**Task objective**. Only the lines from the first line of the records through the line containing "use tower_http::cors::CorsLayer;" belong in the answer. Copy them exactly.

(Entries taken from a collection)
- Opening Delimiter -
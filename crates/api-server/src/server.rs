//! API server — serves the management API, operational probes and API docs.

use crate::rest::{self, AppState};
use crate::swagger::ApiDoc;
use axum::routing::get;
use axum::Router;
use grc_core::config::AppConfig;
use grc_management::{management_router, ManagementState};
use std::net::SocketAddr;
use std::time::Instant;
use tower_http::compression::CompressionLayer;
use tower_http::cors::CorsLayer;
use tower_http::trace::TraceLayer;
use tracing::info;
use utoipa::OpenApi;
use utoipa_swagger_ui::SwaggerUi;

/// Main API server.
pub struct ApiServer {
    config: AppConfig,
    state: ManagementState,
}

impl ApiServer {
    pub fn new(config: AppConfig, state: ManagementState) -> Self {
        Self { config, state }
    }

    /// The full HTTP application: management routes, probes, OpenAPI and middleware.
    pub fn router(&self) -> Router {
        let ops_state = AppState {
            management: self.state.clone(),
            node_id: self.config.node_id.clone(),
            start_time: Instant::now(),
        };

        let operational = Router::new()
            .route("/health", get(rest::health_check))
            .route("/ready", get(rest::readiness))
            .route("/live", get(rest::liveness))
            .with_state(ops_state);

        Router::new()
            .merge(management_router(self.state.clone()))
            .merge(operational)
            .merge(SwaggerUi::new("/swagger-ui").url("/api-docs/openapi.json", ApiDoc::openapi()))
            // Middleware
            .layer(CompressionLayer::new())
            .layer(CorsLayer::permissive())
            .layer(TraceLayer::new_for_http())
    }

    /// Start the HTTP REST server.
    pub async fn start_http(&self) -> anyhow::Result<()> {
        let app = self.router();

        let addr = SocketAddr::new(
            self.config.api.host.parse()?,
            self.config.api.http_port,
        );

        info!(addr = %addr, "Starting HTTP server");

        let listener = tokio::net::TcpListener::bind(addr).await?;
        axum::serve(listener, app).await?;

        Ok(())
    }

    /// Start the metrics server on a separate port.
    pub async fn start_metrics(&self) -> anyhow::Result<()> {
        let builder = metrics_exporter_prometheus::PrometheusBuilder::new();
        let handle = builder
            .with_http_listener(SocketAddr::new(
                self.config.api.host.parse()?,
                self.config.metrics.port,
            ))
            .install_recorder()?;

        info!(port = self.config.metrics.port, "Metrics exporter started");

        // Keep the handle alive
        std::mem::forget(handle);
        Ok(())
    }
}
- Closing Delimiter -
**Exercise response**.
filename crates/api-server/src/server.rs
//! API server — serves the management API, operational probes and API docs.

use crate::rest::{self, AppState};
use crate::swagger::ApiDoc;
use axum::routing::get;
use axum::Router;
use grc_core::config::AppConfig;
use grc_management::{management_router, ManagementState};
use std::net::SocketAddr;
use std::time::Instant;
use tower_http::compression::CompressionLayer;
use tower_http::cors::CorsLayer;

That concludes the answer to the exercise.